_EXERCISE AIM_
Lines from the start of the data through the line containing "be folded in" must be given again exactly. Leave the others out.

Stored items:
◆ ◆ ◆ ◆ ◆
pub mod agents;
pub mod config;
pub mod error;
pub mod executor;
pub mod liquidation;
pub mod market;
pub mod metrics;
pub mod orchestrator;
pub mod output;
pub mod policy;
pub mod scenario;
pub mod simulation;

pub use error::{Result, SimError};
//! Aggregation of outcomes into mutation score metrics.
//!
//! Every reduction here is a sum of counters, so results can be folded in
//! whatever order workers finish them.

use super::{MutantOutcome, MutantResult};
use crate::config::ThresholdConfig;
use serde::Serialize;
use std::collections::BTreeMap;

#[derive(Debug, Clone, Copy, Default, PartialEq, Eq, Serialize)]
pub struct OutcomeCounts {
    pub ignored: usize,
    pub not_covered: usize,
    pub error: usize,
    pub timed_out: usize,
    pub killed: usize,
    pub escaped: usize,
}

impl OutcomeCounts {
    pub fn record(&mut self, outcome: MutantOutcome) {
        match outcome {
            MutantOutcome::Ignored => self.ignored += 1,
            MutantOutcome::NotCovered => self.not_covered += 1,
            MutantOutcome::Error => self.error += 1,
            MutantOutcome::TimedOut => self.timed_out += 1,
            MutantOutcome::Killed => self.killed += 1,
            MutantOutcome::Escaped => self.escaped += 1,
        }
    }

    pub fn merge(&mut self, other: &OutcomeCounts) {
        self.ignored += other.ignored;
        self.not_covered += other.not_covered;
        self.error += other.error;
        self.timed_out += other.timed_out;
        self.killed += other.killed;
        self.escaped += other.escaped;
    }

    pub fn total(&self) -> usize {
        self.ignored + self.not_covered + self.executed()
    }

    /// Mutants that reached the test runner (or failed trying).
    pub fn executed(&self) -> usize {
        self.killed + self.escaped + self.timed_out + self.error
    }
}

#[derive(Debug, Clone, Default, PartialEq, Eq, Serialize)]
pub struct ScoreSummary {
    pub totals: OutcomeCounts,
    pub by_operator: BTreeMap<String, OutcomeCounts>,
}

/// Headline numbers, all in percent.
#[derive(Debug, Clone, Copy, PartialEq, Serialize)]
pub struct ScoreMetrics {
    pub msi: f64,
    pub covered_msi: f64,
    pub coverage_rate: f64,
}

impl ScoreSummary {
    pub fn record(&mut self, operator: &str, outcome: MutantOutcome) {
        self.totals.record(outcome);
        self.by_operator
            .entry(operator.to_string())
            .or_default()
            .record(outcome);
    }

    pub fn from_results<'a>(results: impl IntoIterator<Item = &'a MutantResult>) -> Self {
        let mut summary = Self::default();
        for result in results {
            summary.record(&result.mutation.operator, result.outcome);
        }
        summary
    }

    pub fn merge(mut self, other: &ScoreSummary) -> Self {
        self.totals.merge(&other.totals);
        for (operator, counts) in &other.by_operator {
            self.by_operator
                .entry(operator.clone())
                .or_default()
                .merge(counts);
        }
        self
    }

    /// Mutation score indicator: killed / (killed + escaped + timed out + error).
    pub fn msi(&self) -> f64 {
        percent(self.totals.killed, self.totals.executed())
    }

    /// The score restricted to covered, non-ignored mutants. Those two
    /// outcomes are outside the indicator's denominator already, so this
    /// equals [`ScoreSummary::msi`]; it is reported separately next to the
    /// coverage rate.
    pub fn covered_msi(&self) -> f64 {
        let covered = OutcomeCounts {
            ignored: 0,
            not_covered: 0,
            ..self.totals
        };
        percent(covered.killed, covered.executed())
    }

    /// Share of non-ignored mutants that at least one test covers.
    pub fn coverage_rate(&self) -> f64 {
        let considered = self.totals.total() - self.totals.ignored;
        percent(self.totals.executed(), considered)
    }

    pub fn metrics(&self) -> ScoreMetrics {
        ScoreMetrics {
            msi: self.msi(),
            covered_msi: self.covered_msi(),
            coverage_rate: self.coverage_rate(),
        }
    }
}

impl ScoreMetrics {
    /// Human-readable description of every threshold these metrics miss.
    pub fn unmet(&self, thresholds: &ThresholdConfig) -> Vec<String> {
        let mut unmet = Vec::new();
        if let Some(min) = thresholds.min_msi {
            if self.msi < min {
                unmet.push(format!("MSI {:.2}% is below the minimum of {:.2}%", self.msi, min));
            }
        }
        if let Some(min) = thresholds.min_covered_msi {
            if self.covered_msi < min {
                unmet.push(format!(
                    "covered MSI {:.2}% is below the minimum of {:.2}%",
                    self.covered_msi, min
                ));
            }
        }
        unmet
    }
}

fn percent(numerator: usize, denominator: usize) -> f64 {
    if denominator == 0 {
        0.0
    } else {
        numerator as f64 * 100.0 / denominator as f64
    }
}
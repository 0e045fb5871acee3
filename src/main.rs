use anyhow::Context;
use clap::{Parser, Subcommand};
use std::path::PathBuf;
use std::process::ExitCode;
use std::sync::atomic::{AtomicBool, Ordering};
use std::sync::Arc;
use tracing_subscriber::{EnvFilter, FmtSubscriber};

use rimutate::ast::load_units;
use rimutate::ast::printer::SourcePrinter;
use rimutate::config::Config;
use rimutate::coverage::CoverageIndex;
use rimutate::engine::{Engine, MutationRun};
use rimutate::mutation::operator::ConstantTable;
use rimutate::mutation::registry::BUILTIN_OPERATORS;
use rimutate::mutation::MutantOutcome;
use rimutate::runner::command::CommandRunner;

#[derive(Parser)]
#[command(name = "rimutate")]
#[command(version)]
#[command(about = "A coverage-guided mutation testing engine")]
struct Cli {
    #[command(subcommand)]
    command: Commands,

    /// Path to configuration file
    #[arg(short, long, global = true)]
    config: Option<PathBuf>,

    /// Project root; `rimutate.toml` here is used when no config is given
    #[arg(short, long, global = true, default_value = ".")]
    project_root: PathBuf,
}

#[derive(Subcommand)]
enum Commands {
    /// Mutate the given units and run the covering tests against each mutant
    Run {
        /// Directory of syntax tree files (`*.json`) produced by the parser
        #[arg(short, long)]
        units: PathBuf,

        /// Per-line coverage report
        #[arg(long)]
        coverage: PathBuf,

        /// Write the full JSON report here
        #[arg(short, long)]
        report: Option<PathBuf>,
    },
    /// List mutation operators and whether they are enabled
    Operators,
    /// Write a default `rimutate.toml` into the project root
    Init,
}

#[tokio::main]
async fn main() -> anyhow::Result<ExitCode> {
    let cli = Cli::parse();

    if let Commands::Init = cli.command {
        let path = Config::init(&cli.project_root)?;
        println!("Wrote {}", path.display());
        return Ok(ExitCode::SUCCESS);
    }

    let config = Config::discover(cli.config.as_deref(), &cli.project_root)?;

    // Initialize logging; RUST_LOG overrides the configured level
    let filter = EnvFilter::try_from_default_env()
        .unwrap_or_else(|_| EnvFilter::new(&config.general.log_level));
    FmtSubscriber::builder()
        .with_env_filter(filter)
        .with_target(false)
        .init();

    let engine = Engine::new(config, ConstantTable::with_defaults())?;

    match cli.command {
        Commands::Init => Ok(ExitCode::SUCCESS),
        Commands::Operators => {
            let enabled = engine.registry().ids();
            for id in BUILTIN_OPERATORS {
                let state = if enabled.contains(id) { "enabled" } else { "disabled" };
                println!("{:<24}{}", id, state);
            }
            Ok(ExitCode::SUCCESS)
        }
        Commands::Run {
            units,
            coverage,
            report,
        } => {
            let units = load_units(&units, &cli.project_root)?;
            let coverage = CoverageIndex::load(&coverage)?;
            tracing::info!(
                units = units.len(),
                covered_files = coverage.file_count(),
                "Inputs loaded"
            );

            let abort = Arc::new(AtomicBool::new(false));
            {
                let abort = abort.clone();
                tokio::spawn(async move {
                    if tokio::signal::ctrl_c().await.is_ok() {
                        tracing::warn!("Interrupted; finishing running mutants");
                        abort.store(true, Ordering::SeqCst);
                    }
                });
            }

            let runner = Arc::new(CommandRunner::from_config(&engine.config().runner));
            let run = engine
                .run(
                    &units,
                    &coverage,
                    &SourcePrinter,
                    runner,
                    &cli.project_root,
                    abort,
                )
                .await?;

            if let Some(path) = report {
                let json = serde_json::to_string_pretty(&run).context("Failed to serialize report")?;
                std::fs::write(&path, json)
                    .with_context(|| format!("Failed to write report to {:?}", path))?;
                tracing::info!("Report written to {}", path.display());
            }

            print_summary(&run);

            let unmet = run.metrics.unmet(&engine.config().thresholds);
            for message in &unmet {
                tracing::error!("{}", message);
            }
            if run.aborted || !unmet.is_empty() {
                Ok(ExitCode::FAILURE)
            } else {
                Ok(ExitCode::SUCCESS)
            }
        }
    }
}

fn print_summary(run: &MutationRun) {
    for result in &run.results {
        if result.outcome == MutantOutcome::Escaped {
            let location = &result.mutation.location;
            println!(
                "Escaped: {}:{} [{}] {}",
                location.file.display(),
                location.start_line,
                result.mutation.operator,
                result.mutation.description
            );
            print!("{}", result.diff);
        }
    }

    let totals = &run.score.totals;
    println!();
    println!(
        "{} mutants: {} killed, {} escaped, {} timed out, {} errors, {} not covered, {} ignored",
        totals.total(),
        totals.killed,
        totals.escaped,
        totals.timed_out,
        totals.error,
        totals.not_covered,
        totals.ignored
    );
    if run.duplicates > 0 {
        println!("{} duplicate mutants reused an earlier result", run.duplicates);
    }
    println!(
        "MSI: {:.2}%  Covered MSI: {:.2}%  Coverage: {:.2}%",
        run.metrics.msi, run.metrics.covered_msi, run.metrics.coverage_rate
    );
    if run.aborted {
        println!("Run was interrupted; results are incomplete");
    }
}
◆ ◆ ◆ ◆ ◆
_ANSWER BOX_
pub mod agents;
pub mod config;
pub mod error;
pub mod executor;
pub mod liquidation;
pub mod market;
pub mod metrics;
pub mod orchestrator;
pub mod output;
pub mod policy;
pub mod scenario;
pub mod simulation;

pub use error::{Result, SimError};
//! Aggregation of outcomes into mutation score metrics.
//!
//! Every reduction here is a sum of counters, so results can be folded in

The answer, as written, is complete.